Analysis of the HAI 21.03 version dataset using Polars for efficient data processing.

In [None]:
# Import libraries
import polars as pl
import numpy as np
import matplotlib.pyplot as plt
import seaborn as sns
import os
from pathlib import Path
import time
from tqdm.notebook import tqdm
import pickle
from sklearn.preprocessing import StandardScaler
from sklearn.ensemble import IsolationForest
from sklearn.metrics import confusion_matrix, classification_report, precision_recall_curve, auc
from sklearn.model_selection import train_test_split
import tensorflow as tf
from tensorflow.keras.models import Sequential, Model, load_model, save_model
from tensorflow.keras.layers import Dense, LSTM, RepeatVector, TimeDistributed, Input, Dropout

# Import custom preprocessing functions
import sys
sys.path.append('.')
from data_preprocessing import (
    lazy_load_csv, get_file_info, process_in_chunks, save_to_efficient_format,
    add_time_features, add_lag_features, add_rolling_features,
    plot_time_series, plot_correlation_matrix, plot_distribution
)

# Set plot style
plt.style.use('seaborn-v0_8-whitegrid')
sns.set_palette('viridis')
plt.rcParams['figure.figsize'] = (12, 6)

## 1. Data Loading and Exploration

In [None]:
# Define dataset paths
base_path = 'hai-security-dataset/hai-21.03/'
train_files = [f'{base_path}train1.csv', f'{base_path}train2.csv', f'{base_path}train3.csv']
test_files = [f'{base_path}test1.csv', f'{base_path}test2.csv', f'{base_path}test3.csv', 
              f'{base_path}test4.csv', f'{base_path}test5.csv']

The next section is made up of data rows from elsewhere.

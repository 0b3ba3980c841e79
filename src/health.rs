use std::sync::atomic::{AtomicU8, Ordering};

use serde::{Deserialize, Serialize};
use tracing::{debug, warn};

use crate::protocol::{
    first_param, CommandError, Destination, Envelope, HealthData, DESTINATION_COUNT,
};
use crate::queue::DataQueue;
use crate::telemetry::{transmit_with_retry, RetryPolicy, SinkError, TelemetrySink};

// Module status value (MSV) bits. Flags accumulate until a module is reset.
pub const ERROR_INIT: u8 = 0x01;
pub const ERROR_CMDINV: u8 = 0x02;
pub const ERROR_QUEUE_FULL: u8 = 0x04;
pub const ERROR_SCHEDULE: u8 = 0x08;
pub const ERROR_TX: u8 = 0x10;

/// Operating mode of an individual module.
#[derive(Debug, Clone, Copy, PartialEq, Eq, Serialize, Deserialize)]
#[repr(u8)]
pub enum SubsystemMode {
    Off = 0,
    On = 1,
    Safe = 2,
    Erp = 3,
}

impl TryFrom<u32> for SubsystemMode {
    type Error = CommandError;

    fn try_from(value: u32) -> Result<Self, Self::Error> {
        match value {
            0 => Ok(SubsystemMode::Off),
            1 => Ok(SubsystemMode::On),
            2 => Ok(SubsystemMode::Safe),
            3 => Ok(SubsystemMode::Erp),
            other => Err(CommandError::InvalidMode(other)),
        }
    }
}

/// Parses the mode requested by a change-mode command.
pub fn requested_mode(envelope: &Envelope) -> Result<SubsystemMode, CommandError> {
    SubsystemMode::try_from(first_param(envelope)?)
}

/// Mode and MSV of one module, shared between its task and observers.
#[derive(Debug)]
pub struct ModuleStatus {
    mode: AtomicU8,
    msv: AtomicU8,
}

impl ModuleStatus {
    /// A module that has not been initialised yet.
    pub fn new() -> Self {
        Self {
            mode: AtomicU8::new(SubsystemMode::Off as u8),
            msv: AtomicU8::new(0),
        }
    }

    pub fn mode(&self) -> u8 {
        self.mode.load(Ordering::SeqCst)
    }

    pub fn set_mode(&self, mode: SubsystemMode) {
        self.mode.store(mode as u8, Ordering::SeqCst);
    }

    pub fn msv(&self) -> u8 {
        self.msv.load(Ordering::SeqCst)
    }

    pub fn flag(&self, bits: u8) {
        self.msv.fetch_or(bits, Ordering::SeqCst);
    }

    pub fn has(&self, bits: u8) -> bool {
        self.msv() & bits == bits
    }

    /// The two-byte health report: `[mode, msv]`.
    pub fn report_bytes(&self) -> [u8; 2] {
        [self.mode(), self.msv()]
    }
}

impl Default for ModuleStatus {
    fn default() -> Self {
        Self::new()
    }
}

/// Latest health state reported for a module.
#[derive(Debug, Clone, Copy, PartialEq, Eq, Serialize, Deserialize)]
#[repr(u8)]
pub enum HealthRecord {
    Unknown = 0xFF,
    Ok = 1,
    Error = 2,
}

impl HealthRecord {
    fn from_raw(value: u8) -> Self {
        match value {
            1 => HealthRecord::Ok,
            2 => HealthRecord::Error,
            _ => HealthRecord::Unknown,
        }
    }
}

/// Per-module health as seen by housekeeping. Later updates overwrite earlier ones.
#[derive(Debug)]
pub struct HealthTable {
    records: [AtomicU8; DESTINATION_COUNT],
}

impl HealthTable {
    pub fn new() -> Self {
        Self {
            records: core::array::from_fn(|_| AtomicU8::new(HealthRecord::Unknown as u8)),
        }
    }

    /// Records a status report: 0 means OK, anything else is an error.
    pub fn update(&self, source: Destination, status: u8) -> HealthRecord {
        let record = if status == 0 {
            HealthRecord::Ok
        } else {
            HealthRecord::Error
        };
        self.records[source.index()].store(record as u8, Ordering::SeqCst);
        record
    }

    pub fn get(&self, source: Destination) -> HealthRecord {
        HealthRecord::from_raw(self.records[source.index()].load(Ordering::SeqCst))
    }

    pub fn any_error(&self) -> bool {
        Destination::ALL
            .iter()
            .any(|d| self.get(*d) == HealthRecord::Error)
    }

    pub fn snapshot(&self) -> Vec<(Destination, HealthRecord)> {
        Destination::ALL.iter().map(|d| (*d, self.get(*d))).collect()
    }
}

impl Default for HealthTable {
    fn default() -> Self {
        Self::new()
    }
}

/// Sends a module's health report downlink, then posts its MSV to housekeeping.
///
/// A failed downlink raises `ERROR_TX` on the module, so the posted MSV already
/// carries it, and the error is returned.
pub async fn report_health(
    source: Destination,
    status: &ModuleStatus,
    sink: &dyn TelemetrySink,
    retry: RetryPolicy,
    housekeeping: Option<&DataQueue>,
) -> Result<(), SinkError> {
    let report = status.report_bytes();
    debug!(%source, mode = report[0], msv = report[1], "health report");

    let sent = transmit_with_retry(sink, &report, retry).await;
    if sent.is_err() {
        status.flag(ERROR_TX);
    }

    if let Some(queue) = housekeeping {
        if let Err(e) = queue.try_send(HealthData::health_status(source, status.msv())) {
            warn!(%source, error = %e, "health data not posted");
        }
    }
    sent
}

#[cfg(test)]
mod tests {
    use super::*;
    use crate::queue::bounded;
    use crate::telemetry::MemorySink;

    #[test]
    fn test_flags_accumulate() {
        let status = ModuleStatus::new();
        status.flag(ERROR_CMDINV);
        status.flag(ERROR_QUEUE_FULL);
        status.flag(ERROR_CMDINV);
        assert_eq!(status.msv(), ERROR_CMDINV | ERROR_QUEUE_FULL);
        assert!(status.has(ERROR_QUEUE_FULL));
        assert!(!status.has(ERROR_TX));
    }

    #[test]
    fn test_report_bytes() {
        let status = ModuleStatus::new();
        status.set_mode(SubsystemMode::Safe);
        status.flag(ERROR_SCHEDULE);
        assert_eq!(status.report_bytes(), [2, ERROR_SCHEDULE]);

        // A mode change leaves the flags in place.
        status.set_mode(SubsystemMode::On);
        assert_eq!(status.report_bytes(), [1, ERROR_SCHEDULE]);
    }

    #[test]
    fn test_health_table_overwrites() {
        let table = HealthTable::new();
        assert_eq!(table.get(Destination::Power), HealthRecord::Unknown);

        assert_eq!(table.update(Destination::Power, 0), HealthRecord::Ok);
        assert_eq!(table.update(Destination::Power, 5), HealthRecord::Error);
        assert_eq!(table.get(Destination::Power), HealthRecord::Error);
        assert!(table.any_error());

        table.update(Destination::Power, 0);
        assert_eq!(table.get(Destination::Power), HealthRecord::Ok);
        assert!(!table.any_error());
    }

    #[test]
    fn test_requested_mode_validation() {
        let envelope = Envelope::new(Destination::Adcs, 2).with_param(3);
        assert_eq!(requested_mode(&envelope), Ok(SubsystemMode::Erp));

        let envelope = Envelope::new(Destination::Adcs, 2).with_param(9);
        assert_eq!(requested_mode(&envelope), Err(CommandError::InvalidMode(9)));

        let envelope = Envelope::new(Destination::Adcs, 2);
        assert_eq!(requested_mode(&envelope), Err(CommandError::MissingParameter(2)));
    }

    #[tokio::test]
    async fn test_report_health_transmits_and_posts() {
        let sink = MemorySink::new();
        let (data_queue, mut data_rx) = bounded("hk-data", 6).unwrap();
        let status = ModuleStatus::new();
        status.set_mode(SubsystemMode::On);

        report_health(Destination::Power, &status, &sink, RetryPolicy::default(), Some(&data_queue))
            .await
            .unwrap();

        assert!(sink.contains(&[1, 0]));
        let data = data_rx.recv().await.unwrap();
        assert_eq!(data, HealthData::health_status(Destination::Power, 0));
    }

    #[tokio::test(start_paused = true)]
    async fn test_report_health_flags_tx_failure() {
        let sink = MemorySink::new();
        sink.busy_for(100);
        let status = ModuleStatus::new();

        let result = report_health(Destination::Adcs, &status, &sink, RetryPolicy::default(), None).await;
        assert!(result.is_err());
        assert!(status.has(ERROR_TX));
    }

    #[tokio::test(start_paused = true)]
    async fn test_failed_report_posts_tx_flag() {
        let sink = MemorySink::new();
        sink.busy_for(100);
        let (data_queue, mut data_rx) = bounded("hk-data", 6).unwrap();
        let status = ModuleStatus::new();

        let result =
            report_health(Destination::Power, &status, &sink, RetryPolicy::default(), Some(&data_queue)).await;
        assert!(result.is_err());

        let data = data_rx.recv().await.unwrap();
        assert_eq!(data, HealthData::health_status(Destination::Power, ERROR_TX));
    }
}
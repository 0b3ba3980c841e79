use std::path::Path;
use std::time::Duration;

use serde::{Deserialize, Serialize};
use thiserror::Error;

use crate::telemetry::{RetryPolicy, TelemetrySelection};

pub const DEFAULT_QUEUE_LEN: usize = 6;
pub const DEFAULT_SCHEDULE_CAPACITY: usize = 32;

#[derive(Debug, Error)]
pub enum ConfigError {
    #[error("failed to read config: {0}")]
    Io(#[from] std::io::Error),
    #[error("failed to parse config: {0}")]
    Parse(#[from] serde_json::Error),
    #[error("invalid config: {0}")]
    Invalid(&'static str),
}

/// Timings of the mode supervisor, in milliseconds.
#[derive(Debug, Clone, Copy, PartialEq, Eq, Serialize, Deserialize)]
#[serde(default)]
pub struct SupervisorConfig {
    pub enabled: bool,
    pub detumble_delay_ms: u64,
    pub idle_poll_ms: u64,
    pub nominal_dwell_ms: u64,
    pub erp_dwell_ms: u64,
}

impl SupervisorConfig {
    pub fn detumble_delay(&self) -> Duration {
        Duration::from_millis(self.detumble_delay_ms)
    }

    pub fn idle_poll(&self) -> Duration {
        Duration::from_millis(self.idle_poll_ms)
    }

    pub fn nominal_dwell(&self) -> Duration {
        Duration::from_millis(self.nominal_dwell_ms)
    }

    pub fn erp_dwell(&self) -> Duration {
        Duration::from_millis(self.erp_dwell_ms)
    }
}

impl Default for SupervisorConfig {
    fn default() -> Self {
        Self {
            enabled: true,
            detumble_delay_ms: 1000,
            idle_poll_ms: 1000,
            nominal_dwell_ms: 5000,
            erp_dwell_ms: 10_000,
        }
    }
}

/// Periodic environmental telemetry, disabled unless asked for.
#[derive(Debug, Clone, Copy, PartialEq, Eq, Serialize, Deserialize)]
#[serde(default)]
pub struct TelemetryStreamConfig {
    pub enabled: bool,
    pub period_ms: u64,
    pub selection: TelemetrySelection,
}

impl TelemetryStreamConfig {
    pub fn period(&self) -> Duration {
        Duration::from_millis(self.period_ms)
    }
}

impl Default for TelemetryStreamConfig {
    fn default() -> Self {
        Self {
            enabled: false,
            period_ms: 3000,
            selection: TelemetrySelection::default(),
        }
    }
}

/// Startup configuration of the flight software.
///
/// A queue length of zero makes that module's initialisation fail; the rest of
/// the system starts degraded around it.
#[derive(Debug, Clone, PartialEq, Eq, Serialize, Deserialize)]
#[serde(default)]
pub struct CdhConfig {
    pub command_queue_len: usize,
    pub diary_queue_len: usize,
    pub data_queue_len: usize,
    pub schedule_capacity: usize,
    pub tick_period_ms: u64,
    pub supervisor: SupervisorConfig,
    pub telemetry_stream: TelemetryStreamConfig,
    /// COMM link poll period; polling is off when absent.
    pub link_poll_ms: Option<u64>,
    pub retry: RetryPolicy,
}

impl CdhConfig {
    pub fn new() -> Self {
        Self::default()
    }

    pub fn from_json(json: &str) -> Result<Self, ConfigError> {
        let config: Self = serde_json::from_str(json)?;
        config.validate()?;
        Ok(config)
    }

    pub fn load(path: impl AsRef<Path>) -> Result<Self, ConfigError> {
        let contents = std::fs::read_to_string(path)?;
        Self::from_json(&contents)
    }

    pub fn validate(&self) -> Result<(), ConfigError> {
        if self.tick_period_ms == 0 {
            return Err(ConfigError::Invalid("tick_period_ms must be non-zero"));
        }
        if self.schedule_capacity == 0 {
            return Err(ConfigError::Invalid("schedule_capacity must be non-zero"));
        }
        if self.retry.attempts == 0 {
            return Err(ConfigError::Invalid("retry.attempts must be non-zero"));
        }
        if self.telemetry_stream.enabled && self.telemetry_stream.period_ms == 0 {
            return Err(ConfigError::Invalid("telemetry_stream.period_ms must be non-zero"));
        }
        if self.link_poll_ms == Some(0) {
            return Err(ConfigError::Invalid("link_poll_ms must be non-zero"));
        }
        Ok(())
    }

    pub fn tick_period(&self) -> Duration {
        Duration::from_millis(self.tick_period_ms)
    }

    pub fn link_poll_period(&self) -> Option<Duration> {
        self.link_poll_ms.map(Duration::from_millis)
    }
}

impl Default for CdhConfig {
    fn default() -> Self {
        Self {
            command_queue_len: DEFAULT_QUEUE_LEN,
            diary_queue_len: DEFAULT_QUEUE_LEN,
            data_queue_len: DEFAULT_QUEUE_LEN,
            schedule_capacity: DEFAULT_SCHEDULE_CAPACITY,
            tick_period_ms: 1000,
            supervisor: SupervisorConfig::default(),
            telemetry_stream: TelemetryStreamConfig::default(),
            link_poll_ms: None,
            retry: RetryPolicy::default(),
        }
    }
}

# Create output directory for processed data
processed_dir = 'processed_data/hai-21.03/'
os.makedirs(processed_dir, exist_ok=True)

In [None]:
# Get file information
for file_path in train_files + test_files:
    info = get_file_info(file_path)
    print(f"File: {info['file_name']}")
    print(f"Size: {info['file_size_mb']:.2f} MB")
    print(f"Columns: {info['num_columns']}")
    print(f"Estimated rows: {info['estimated_rows']}")
    print("-" * 50)

In [None]:
# Load a sample of the first training file to explore
sample_df = pl.read_csv(train_files[0], n_rows=10000)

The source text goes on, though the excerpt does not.